Your assignment.
Find the lines below that include the word "mediaType" and state how many there are, adding nothing.

Start of Available data

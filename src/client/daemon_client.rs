//! [`DaemonClient`]: HTTP client for the assistarrd API.

use reqwest::{Client, Method, RequestBuilder, StatusCode};
use serde::Serialize;
use serde::de::DeserializeOwned;
use serde_json::Value;

use crate::types::USER_HEADER;
use crate::{
    AssistarrError, ConnectionTest, LookupQuery, MediaDetails, MediaRequestInput,
    MonitorSnapshot, Result, Section, ServiceConfig, ServiceConfigInput, ServiceName,
};

/// Calls assistarrd as a single user.
///
/// Error responses are mapped back onto [`AssistarrError`] by status code,
/// carrying the daemon's `error` message.
#[derive(Clone)]
pub struct DaemonClient {
    http: Client,
    base_url: String,
    user: String,
}

impl DaemonClient {
    /// # Example
    ///
    /// ```ignore
    /// let client = DaemonClient::new("http://127.0.0.1:7474", "alice")?;
    /// let snapshot = client.status().await?;
    /// ```
    pub fn new(base_url: impl AsRef<str>, user: impl Into<String>) -> Result<Self> {
        let http = Client::builder()
            .user_agent(concat!("assistarr-cli/", env!("CARGO_PKG_VERSION")))
            .build()
            .map_err(|e| AssistarrError::Daemon(format!("failed to build HTTP client: {e}")))?;
        Ok(Self {
            http,
            base_url: crate::types::normalize_base_url(base_url.as_ref()),
            user: user.into(),
        })
    }

    pub fn base_url(&self) -> &str {
        &self.base_url
    }

    /// `GET /api/health`; needs no user.
    pub async fn health(&self) -> Result<Value> {
        self.send(self.http.get(format!("{}/api/health", self.base_url)))
            .await
    }

    pub async fn status(&self) -> Result<MonitorSnapshot> {
        self.send(self.request(Method::GET, "/api/status")).await
    }

    pub async fn discover(&self) -> Result<Vec<Section>> {
        let body: Value = self.send(self.request(Method::GET, "/api/discover")).await?;
        serde_json::from_value(body.get("sections").cloned().unwrap_or(Value::Null))
            .map_err(Into::into)
    }

    pub async fn for_you(&self) -> Result<Section> {
        self.send(self.request(Method::GET, "/api/discover/for-you"))
            .await
    }

    pub async fn list_settings(&self) -> Result<Vec<ServiceConfig>> {
        self.send(self.request(Method::GET, "/api/settings")).await
    }

    pub async fn save_settings(&self, input: &ServiceConfigInput) -> Result<ServiceConfig> {
        self.send_json(Method::POST, "/api/settings", input).await
    }

    pub async fn test_settings(&self, input: &ServiceConfigInput) -> Result<ConnectionTest> {
        self.send_json(Method::POST, "/api/settings/test", input)
            .await
    }

    pub async fn delete_settings(&self, service: ServiceName) -> Result<()> {
        let path = format!("/api/settings/{service}");
        self.dispatch(self.request(Method::DELETE, &path)).await?;
        Ok(())
    }

    pub async fn lookup(&self, query: &LookupQuery) -> Result<MediaDetails> {
        self.send(self.request(Method::GET, "/api/media/lookup").query(query))
            .await
    }

    /// `POST /api/media/request`. Returns the daemon's receipt as JSON.
    pub async fn request_media(&self, input: &MediaRequestInput) -> Result<Value> {
        self.send_json(Method::POST, "/api/media/request", input)
            .await
    }

    fn request(&self, method: Method, path: &str) -> RequestBuilder {
        self.http
            .request(method, format!("{}{path}", self.base_url))
            .header(USER_HEADER, &self.user)
    }

    async fn send_json<B: Serialize + ?Sized, T: DeserializeOwned>(
        &self,
        method: Method,
        path: &str,
        body: &B,
    ) -> Result<T> {
        self.send(self.request(method, path).json(body)).await
    }

    async fn send<T: DeserializeOwned>(&self, request: RequestBuilder) -> Result<T> {
        let response = self.dispatch(request).await?;
        response
            .json()
            .await
            .map_err(|e| AssistarrError::Daemon(format!("invalid response body: {e}")))
    }

    async fn dispatch(&self, request: RequestBuilder) -> Result<reqwest::Response> {
        let response = request
            .send()
            .await
            .map_err(|e| AssistarrError::Daemon(format!("{}: {e}", self.base_url)))?;
        let status = response.status();
        if status.is_success() {
            return Ok(response);
        }
        let message = response
            .json::<Value>()
            .await
            .ok()
            .and_then(|body| body.get("error").and_then(Value::as_str).map(String::from))
            .unwrap_or_else(|| status.to_string());
        Err(from_status(status, message))
    }
}

/// Map a daemon error response onto the matching error kind.
fn from_status(status: StatusCode, message: String) -> AssistarrError {
    match status {
        StatusCode::UNAUTHORIZED => AssistarrError::Unauthenticated,
        StatusCode::BAD_REQUEST => AssistarrError::InvalidInput(message),
        StatusCode::NOT_FOUND => AssistarrError::NotFound(message),
        StatusCode::CONFLICT => AssistarrError::Conflict(message),
        _ => AssistarrError::Daemon(format!("HTTP {}: {message}", status.as_u16())),
    }
}
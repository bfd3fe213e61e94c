//! Status snapshot aggregation against mocked services.

use std::sync::Arc;
use std::time::{Duration, Instant};

use serde_json::json;
use wiremock::matchers::{header, method, path};
use wiremock::{Mock, MockServer, ResponseTemplate};

use assistarr::{
    Assistarr, MemoryConfigStore, ServiceConfig, ServiceName, ServiceStatus, UpstreamTimeouts,
};

const USER: &str = "alice";

fn assistarr(configs: Vec<ServiceConfig>) -> Assistarr {
    Assistarr::builder()
        .store(Arc::new(MemoryConfigStore::with_configs(configs)))
        .timeouts(UpstreamTimeouts {
            data: Duration::from_secs(2),
            health: Duration::from_millis(300),
        })
        .build()
        .unwrap()
}

async fn healthy(server: &MockServer, health_path: &str, body: serde_json::Value) {
    Mock::given(method("GET"))
        .and(path(health_path))
        .respond_with(ResponseTemplate::new(200).set_body_json(body))
        .mount(server)
        .await;
}

async fn failing(server: &MockServer, health_path: &str) {
    Mock::given(method("GET"))
        .and(path(health_path))
        .respond_with(ResponseTemplate::new(500))
        .mount(server)
        .await;
}

#[tokio::test]
async fn failing_radarr_and_unconfigured_sonarr() {
    let radarr = MockServer::start().await;
    failing(&radarr, "/api/v3/system/status").await;

    let assistarr = assistarr(vec![ServiceConfig::new(
        USER,
        ServiceName::Radarr,
        radarr.uri(),
        "k",
    )]);
    let snapshot = assistarr.status_snapshot(USER).await.unwrap();

    let radarr_status = &snapshot.services[&ServiceName::Radarr];
    assert!(radarr_status.configured);
    assert!(radarr_status.enabled);
    assert!(!radarr_status.online);
    assert!(radarr_status.error.as_deref().unwrap().contains("500"));

    assert_eq!(
        snapshot.services[&ServiceName::Sonarr],
        ServiceStatus::not_configured()
    );
    assert_eq!(snapshot.services.len(), ServiceName::ALL.len());
}

#[tokio::test]
async fn n_configured_m_failing() {
    let radarr = MockServer::start().await;
    healthy(&radarr, "/api/v3/system/status", json!({"version": "5.2.6"})).await;
    let sonarr = MockServer::start().await;
    failing(&sonarr, "/api/v3/system/status").await;
    let jellyfin = MockServer::start().await;
    healthy(&jellyfin, "/System/Info", json!({"Version": "10.9.1"})).await;
    let portainer = MockServer::start().await;
    Mock::given(method("GET"))
        .and(path("/api/status"))
        .respond_with(
            ResponseTemplate::new(200)
                .set_body_json(json!({"Version": "2.19"}))
                .set_delay(Duration::from_secs(2)),
        )
        .mount(&portainer)
        .await;

    let assistarr = assistarr(vec![
        ServiceConfig::new(USER, ServiceName::Radarr, radarr.uri(), "k"),
        ServiceConfig::new(USER, ServiceName::Sonarr, sonarr.uri(), "k"),
        ServiceConfig::new(USER, ServiceName::Jellyfin, jellyfin.uri(), "k"),
        ServiceConfig::new(USER, ServiceName::Portainer, portainer.uri(), "k"),
    ]);
    let snapshot = assistarr.status_snapshot(USER).await.unwrap();

    assert_eq!(snapshot.configured_count(), 4);
    assert_eq!(snapshot.offline_count(), 2);
    assert!(snapshot.services[&ServiceName::Radarr].online);
    assert_eq!(
        snapshot.services[&ServiceName::Jellyfin].version.as_deref(),
        Some("10.9.1")
    );
    assert!(snapshot.services[&ServiceName::Sonarr].is_offline());
    let portainer_error = snapshot.services[&ServiceName::Portainer].error.clone().unwrap();
    assert!(portainer_error.contains("timed out"), "{portainer_error}");
}

#[tokio::test]
async fn disabled_service_is_not_called() {
    let radarr = MockServer::start().await;
    Mock::given(method("GET"))
        .respond_with(ResponseTemplate::new(200).set_body_json(json!({"version": "5"})))
        .expect(0)
        .mount(&radarr)
        .await;

    let assistarr = assistarr(vec![
        ServiceConfig::new(USER, ServiceName::Radarr, radarr.uri(), "k").enabled(false),
    ]);
    let snapshot = assistarr.status_snapshot(USER).await.unwrap();

    assert_eq!(snapshot.services[&ServiceName::Radarr], ServiceStatus::disabled());
    assert_eq!(snapshot.offline_count(), 0);
}

#[tokio::test]
async fn listings_are_collected_and_failures_do_not_mark_offline() {
    let radarr = MockServer::start().await;
    healthy(&radarr, "/api/v3/system/status", json!({"version": "5.2.6"})).await;
    Mock::given(method("GET"))
        .and(path("/api/v3/queue"))
        .respond_with(ResponseTemplate::new(200).set_body_json(json!({
            "records": [{"id": 1, "title": "Heat", "status": "downloading",
                         "size": 100.0, "sizeleft": 50.0}]
        })))
        .mount(&radarr)
        .await;

    let jellyseerr = MockServer::start().await;
    healthy(&jellyseerr, "/api/v1/status", json!({"version": "1.9.2"})).await;
    Mock::given(method("GET"))
        .and(path("/api/v1/request"))
        .respond_with(ResponseTemplate::new(503))
        .mount(&jellyseerr)
        .await;

    let assistarr = assistarr(vec![
        ServiceConfig::new(USER, ServiceName::Radarr, radarr.uri(), "k"),
        ServiceConfig::new(USER, ServiceName::Jellyseerr, jellyseerr.uri(), "k"),
    ]);
    let snapshot = assistarr.status_snapshot(USER).await.unwrap();

    assert_eq!(snapshot.queue.len(), 1);
    assert_eq!(snapshot.queue[0].title, "Heat");
    assert!(snapshot.pending_requests.is_empty());
    assert!(snapshot.services[&ServiceName::Jellyseerr].online);
    assert_eq!(snapshot.offline_count(), 0);
}

#[tokio::test]
async fn other_users_configs_are_not_used() {
    let radarr = MockServer::start().await;
    healthy(&radarr, "/api/v3/system/status", json!({"version": "5"})).await;

    let assistarr = assistarr(vec![ServiceConfig::new(
        "bob",
        ServiceName::Radarr,
        radarr.uri(),
        "k",
    )]);
    let snapshot = assistarr.status_snapshot(USER).await.unwrap();
    assert_eq!(snapshot.configured_count(), 0);
}

#[tokio::test]
async fn hung_service_does_not_hold_snapshot_past_health_timeout() {
    let radarr = MockServer::start().await;
    Mock::given(method("GET"))
        .respond_with(
            ResponseTemplate::new(200)
                .set_body_json(json!({"version": "5", "records": []}))
                .set_delay(Duration::from_secs(5)),
        )
        .mount(&radarr)
        .await;

    let assistarr = Assistarr::builder()
        .store(Arc::new(MemoryConfigStore::with_configs([ServiceConfig::new(
            USER,
            ServiceName::Radarr,
            radarr.uri(),
            "k",
        )])))
        .timeouts(UpstreamTimeouts {
            data: Duration::from_secs(4),
            health: Duration::from_millis(300),
        })
        .build()
        .unwrap();

    let started = Instant::now();
    let snapshot = assistarr.status_snapshot(USER).await.unwrap();
    let elapsed = started.elapsed();

    assert!(elapsed < Duration::from_secs(2), "snapshot took {elapsed:?}");
    assert!(snapshot.services[&ServiceName::Radarr].is_offline());
    assert!(snapshot.queue.is_empty());
}

#[tokio::test]
async fn qbittorrent_logs_in_once_per_snapshot() {
    let qbit = MockServer::start().await;
    Mock::given(method("POST"))
        .and(path("/api/v2/auth/login"))
        .respond_with(
            ResponseTemplate::new(200)
                .insert_header("set-cookie", "SID=abc123; HttpOnly; path=/")
                .set_body_string("Ok."),
        )
        .expect(1)
        .mount(&qbit)
        .await;
    Mock::given(method("GET"))
        .and(path("/api/v2/app/version"))
        .and(header("cookie", "SID=abc123"))
        .respond_with(ResponseTemplate::new(200).set_body_string("v4.6.2"))
        .mount(&qbit)
        .await;
    Mock::given(method("GET"))
        .and(path("/api/v2/torrents/info"))
        .and(header("cookie", "SID=abc123"))
        .respond_with(ResponseTemplate::new(200).set_body_json(json!([
            {"name": "ubuntu.iso", "state": "stalledDL", "progress": 0.5},
            {"name": "debian.iso", "state": "uploading", "progress": 1.0}
        ])))
        .mount(&qbit)
        .await;

    let assistarr = assistarr(vec![ServiceConfig::new(
        USER,
        ServiceName::Qbittorrent,
        qbit.uri(),
        "admin:pw",
    )]);
    let snapshot = assistarr.status_snapshot(USER).await.unwrap();

    let status = &snapshot.services[&ServiceName::Qbittorrent];
    assert!(status.online);
    assert_eq!(status.version.as_deref(), Some("v4.6.2"));
    assert_eq!(snapshot.stalled.len(), 1);
    assert_eq!(snapshot.stalled[0].title, "ubuntu.iso");
}

#[tokio::test]
async fn qbittorrent_rejected_login_is_offline() {
    let qbit = MockServer::start().await;
    Mock::given(method("POST"))
        .and(path("/api/v2/auth/login"))
        .respond_with(ResponseTemplate::new(200).set_body_string("Fails."))
        .expect(1)
        .mount(&qbit)
        .await;

    let assistarr = assistarr(vec![ServiceConfig::new(
        USER,
        ServiceName::Qbittorrent,
        qbit.uri(),
        "admin:wrong",
    )]);
    let snapshot = assistarr.status_snapshot(USER).await.unwrap();

    assert!(snapshot.services[&ServiceName::Qbittorrent].is_offline());
    assert!(snapshot.stalled.is_empty());
}
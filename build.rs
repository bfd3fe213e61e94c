use vergen_gitcl::{Build, Cargo, Emitter, Gitcl};

fn main() -> Result<(), Box<dyn std::error::Error>> {
    let build = Build::builder().build_timestamp(true).build();
    let cargo = Cargo::builder().build();
    let gitcl = Gitcl::builder().branch(true).sha(true).dirty(true).build();

    // Outside a git checkout (tarball builds) the git instructions fall back
    // to defaults; version.rs reports "unknown" in that case.
    Emitter::default()
        .add_instructions(&build)?
        .add_instructions(&cargo)?
        .add_instructions(&gitcl)?
        .emit()?;

    Ok(())
}
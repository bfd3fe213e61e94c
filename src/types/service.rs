//! Upstream service identities and per-user service configuration.

use std::fmt;
use std::str::FromStr;

use serde::{Deserialize, Serialize};

use crate::{AssistarrError, Result};

/// Placeholder returned instead of a stored API key.
///
/// An upsert carrying this value keeps the key already on file.
pub const API_KEY_MASK: &str = "********";

/// One of the self-hosted services Assistarr talks to.
#[derive(Debug, Clone, Copy, PartialEq, Eq, Hash, PartialOrd, Ord, Serialize, Deserialize)]
#[serde(rename_all = "lowercase")]
pub enum ServiceName {
    Radarr,
    Sonarr,
    Jellyfin,
    Jellyseerr,
    Qbittorrent,
    Portainer,
}

/// How a service expects its credential.
#[derive(Debug, Clone, Copy, PartialEq, Eq)]
pub enum AuthScheme {
    /// API key sent verbatim in the named header.
    Header(&'static str),
    /// `username:password` exchanged for a session cookie by form login.
    SessionCookie,
}

impl ServiceName {
    /// Every known service, in dashboard order.
    pub const ALL: [ServiceName; 6] = [
        ServiceName::Radarr,
        ServiceName::Sonarr,
        ServiceName::Jellyfin,
        ServiceName::Jellyseerr,
        ServiceName::Qbittorrent,
        ServiceName::Portainer,
    ];

    /// Lowercase identifier used in URLs, JSON and the config store.
    pub fn as_str(&self) -> &'static str {
        match self {
            Self::Radarr => "radarr",
            Self::Sonarr => "sonarr",
            Self::Jellyfin => "jellyfin",
            Self::Jellyseerr => "jellyseerr",
            Self::Qbittorrent => "qbittorrent",
            Self::Portainer => "portainer",
        }
    }

    /// Credential scheme for this service.
    pub fn auth(&self) -> AuthScheme {
        match self {
            Self::Radarr | Self::Sonarr | Self::Jellyseerr => AuthScheme::Header("X-Api-Key"),
            Self::Jellyfin => AuthScheme::Header("X-Emby-Token"),
            Self::Portainer => AuthScheme::Header("X-API-Key"),
            Self::Qbittorrent => AuthScheme::SessionCookie,
        }
    }
}

impl fmt::Display for ServiceName {
    fn fmt(&self, f: &mut fmt::Formatter<'_>) -> fmt::Result {
        f.write_str(self.as_str())
    }
}

impl FromStr for ServiceName {
    type Err = AssistarrError;

    fn from_str(s: &str) -> Result<Self> {
        ServiceName::ALL
            .into_iter()
            .find(|name| name.as_str().eq_ignore_ascii_case(s.trim()))
            .ok_or_else(|| AssistarrError::InvalidInput(format!("unknown service '{s}'")))
    }
}

/// A user's connection settings for one service.
#[derive(Debug, Clone, PartialEq, Eq, Serialize, Deserialize)]
#[serde(rename_all = "camelCase")]
pub struct ServiceConfig {
    pub user_id: String,
    pub service_name: ServiceName,
    /// Base URL without trailing slash, e.g. `http://radarr:7878`.
    pub base_url: String,
    pub api_key: String,
    pub is_enabled: bool,
}

impl ServiceConfig {
    /// Create an enabled config, normalizing the base URL.
    pub fn new(
        user_id: impl Into<String>,
        service_name: ServiceName,
        base_url: impl AsRef<str>,
        api_key: impl Into<String>,
    ) -> Self {
        Self {
            user_id: user_id.into(),
            service_name,
            base_url: normalize_base_url(base_url.as_ref()),
            api_key: api_key.into(),
            is_enabled: true,
        }
    }

    /// Set the enabled flag.
    pub fn enabled(mut self, enabled: bool) -> Self {
        self.is_enabled = enabled;
        self
    }

    /// Copy with the API key replaced by [`API_KEY_MASK`].
    pub fn masked(&self) -> Self {
        let api_key = if self.api_key.is_empty() {
            String::new()
        } else {
            API_KEY_MASK.to_string()
        };
        Self {
            api_key,
            ..self.clone()
        }
    }
}

/// Trim whitespace and trailing slashes so paths can be appended verbatim.
pub fn normalize_base_url(url: &str) -> String {
    url.trim().trim_end_matches('/').to_string()
}
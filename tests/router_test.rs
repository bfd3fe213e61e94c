//! HTTP routes exercised in-process with `tower::ServiceExt::oneshot`.

#![cfg(feature = "server")]

use std::sync::Arc;

use axum::body::Body;
use axum::http::{Request, StatusCode};
use axum::response::Response;
use serde_json::{Value, json};
use tower::ServiceExt;
use wiremock::matchers::{method, path};
use wiremock::{Mock, MockServer, ResponseTemplate};

use assistarr::server::{USER_HEADER, router};
use assistarr::{Assistarr, MemoryConfigStore, ServiceConfig, ServiceName};

const USER: &str = "alice";

fn app(configs: Vec<ServiceConfig>) -> axum::Router {
    let assistarr = Assistarr::builder()
        .store(Arc::new(MemoryConfigStore::with_configs(configs)))
        .build()
        .unwrap();
    router(Arc::new(assistarr))
}

fn get(uri: &str) -> Request<Body> {
    Request::builder()
        .uri(uri)
        .header(USER_HEADER, USER)
        .body(Body::empty())
        .unwrap()
}

fn post_json(uri: &str, body: Value) -> Request<Body> {
    Request::builder()
        .method("POST")
        .uri(uri)
        .header(USER_HEADER, USER)
        .header("content-type", "application/json")
        .body(Body::from(body.to_string()))
        .unwrap()
}

async fn json_body(response: Response) -> Value {
    let bytes = axum::body::to_bytes(response.into_body(), usize::MAX)
        .await
        .unwrap();
    serde_json::from_slice(&bytes).unwrap()
}

#[tokio::test]
async fn health_needs_no_user() {
    let response = app(Vec::new())
        .oneshot(Request::builder().uri("/api/health").body(Body::empty()).unwrap())
        .await
        .unwrap();
    assert_eq!(response.status(), StatusCode::OK);
    let body = json_body(response).await;
    assert_eq!(body["status"], "ok");
    assert!(body["version"].as_str().unwrap().starts_with(assistarr::PKG_VERSION));
}

#[tokio::test]
async fn missing_or_blank_user_is_401() {
    let response = app(Vec::new())
        .oneshot(Request::builder().uri("/api/status").body(Body::empty()).unwrap())
        .await
        .unwrap();
    assert_eq!(response.status(), StatusCode::UNAUTHORIZED);
    assert_eq!(json_body(response).await["error"], "authentication required");

    let response = app(Vec::new())
        .oneshot(
            Request::builder()
                .uri("/api/settings")
                .header(USER_HEADER, "   ")
                .body(Body::empty())
                .unwrap(),
        )
        .await
        .unwrap();
    assert_eq!(response.status(), StatusCode::UNAUTHORIZED);
}

#[tokio::test]
async fn status_lists_every_service() {
    let response = app(Vec::new()).oneshot(get("/api/status")).await.unwrap();
    assert_eq!(response.status(), StatusCode::OK);
    let body = json_body(response).await;
    let services = body["services"].as_object().unwrap();
    assert_eq!(services.len(), ServiceName::ALL.len());
    assert_eq!(body["services"]["sonarr"]["configured"], false);
}

#[tokio::test]
async fn settings_roundtrip_masks_key() {
    let app = app(Vec::new());

    let response = app
        .clone()
        .oneshot(post_json(
            "/api/settings",
            json!({"serviceName": "radarr", "baseUrl": "http://radarr:7878/", "apiKey": "secret"}),
        ))
        .await
        .unwrap();
    assert_eq!(response.status(), StatusCode::OK);
    let saved = json_body(response).await;
    assert_eq!(saved["apiKey"], assistarr::API_KEY_MASK);
    assert_eq!(saved["baseUrl"], "http://radarr:7878");

    let listed = json_body(app.clone().oneshot(get("/api/settings")).await.unwrap()).await;
    assert_eq!(listed.as_array().unwrap().len(), 1);

    let response = app
        .clone()
        .oneshot(
            Request::builder()
                .method("DELETE")
                .uri("/api/settings/radarr")
                .header(USER_HEADER, USER)
                .body(Body::empty())
                .unwrap(),
        )
        .await
        .unwrap();
    assert_eq!(response.status(), StatusCode::NO_CONTENT);
}

#[tokio::test]
async fn unknown_service_in_path_is_400() {
    let response = app(Vec::new())
        .oneshot(
            Request::builder()
                .method("DELETE")
                .uri("/api/settings/plex")
                .header(USER_HEADER, USER)
                .body(Body::empty())
                .unwrap(),
        )
        .await
        .unwrap();
    assert_eq!(response.status(), StatusCode::BAD_REQUEST);
}

#[tokio::test]
async fn malformed_body_is_400_json() {
    let response = app(Vec::new())
        .oneshot(post_json("/api/settings", json!({"serviceName": "radarr"})))
        .await
        .unwrap();
    assert_eq!(response.status(), StatusCode::BAD_REQUEST);
    assert!(json_body(response).await["error"].is_string());
}

#[tokio::test]
async fn request_without_jellyseerr_is_503() {
    let response = app(Vec::new())
        .oneshot(post_json(
            "/api/media/request",
            json!({"tmdbId": 603, "mediaType": "movie"}),
        ))
        .await
        .unwrap();
    assert_eq!(response.status(), StatusCode::SERVICE_UNAVAILABLE);
    assert_eq!(json_body(response).await["error"], "jellyseerr is not configured");
}

#[tokio::test]
async fn available_title_request_is_409() {
    let jellyseerr = MockServer::start().await;
    Mock::given(method("GET"))
        .and(path("/api/v1/movie/603"))
        .respond_with(ResponseTemplate::new(200).set_body_json(json!({
            "id": 603, "title": "The Matrix", "mediaInfo": {"status": 5}
        })))
        .mount(&jellyseerr)
        .await;
    Mock::given(method("POST"))
        .and(path("/api/v1/request"))
        .respond_with(ResponseTemplate::new(201))
        .expect(0)
        .mount(&jellyseerr)
        .await;

    let response = app(vec![ServiceConfig::new(
        USER,
        ServiceName::Jellyseerr,
        jellyseerr.uri(),
        "k",
    )])
    .oneshot(post_json(
        "/api/media/request",
        json!({"tmdbId": 603, "mediaType": "movie"}),
    ))
    .await
    .unwrap();

    assert_eq!(response.status(), StatusCode::CONFLICT);
    assert_eq!(
        json_body(response).await["error"],
        "The Matrix is already available"
    );
}

#[tokio::test]
async fn lookup_query_is_parsed() {
    let jellyseerr = MockServer::start().await;
    Mock::given(method("GET"))
        .and(path("/api/v1/tv/1396"))
        .respond_with(ResponseTemplate::new(200).set_body_json(json!({
            "id": 1396, "name": "Breaking Bad"
        })))
        .mount(&jellyseerr)
        .await;

    let app = app(vec![ServiceConfig::new(
        USER,
        ServiceName::Jellyseerr,
        jellyseerr.uri(),
        "k",
    )]);
    let response = app
        .clone()
        .oneshot(get("/api/media/lookup?tmdbId=1396&mediaType=tv"))
        .await
        .unwrap();
    assert_eq!(response.status(), StatusCode::OK);
    assert_eq!(json_body(response).await["title"], "Breaking Bad");

    let response = app
        .oneshot(get("/api/media/lookup?tmdbId=abc&mediaType=tv"))
        .await
        .unwrap();
    assert_eq!(response.status(), StatusCode::BAD_REQUEST);
}

#[tokio::test]
async fn discover_wraps_sections() {
    let response = app(Vec::new()).oneshot(get("/api/discover")).await.unwrap();
    assert_eq!(response.status(), StatusCode::OK);
    let body = json_body(response).await;
    assert_eq!(body["sections"].as_array().unwrap().len(), 4);

    let response = app(Vec::new())
        .oneshot(get("/api/discover/for-you"))
        .await
        .unwrap();
    assert_eq!(json_body(response).await["id"], "for-you");
}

End of Available data

Exercise output.
4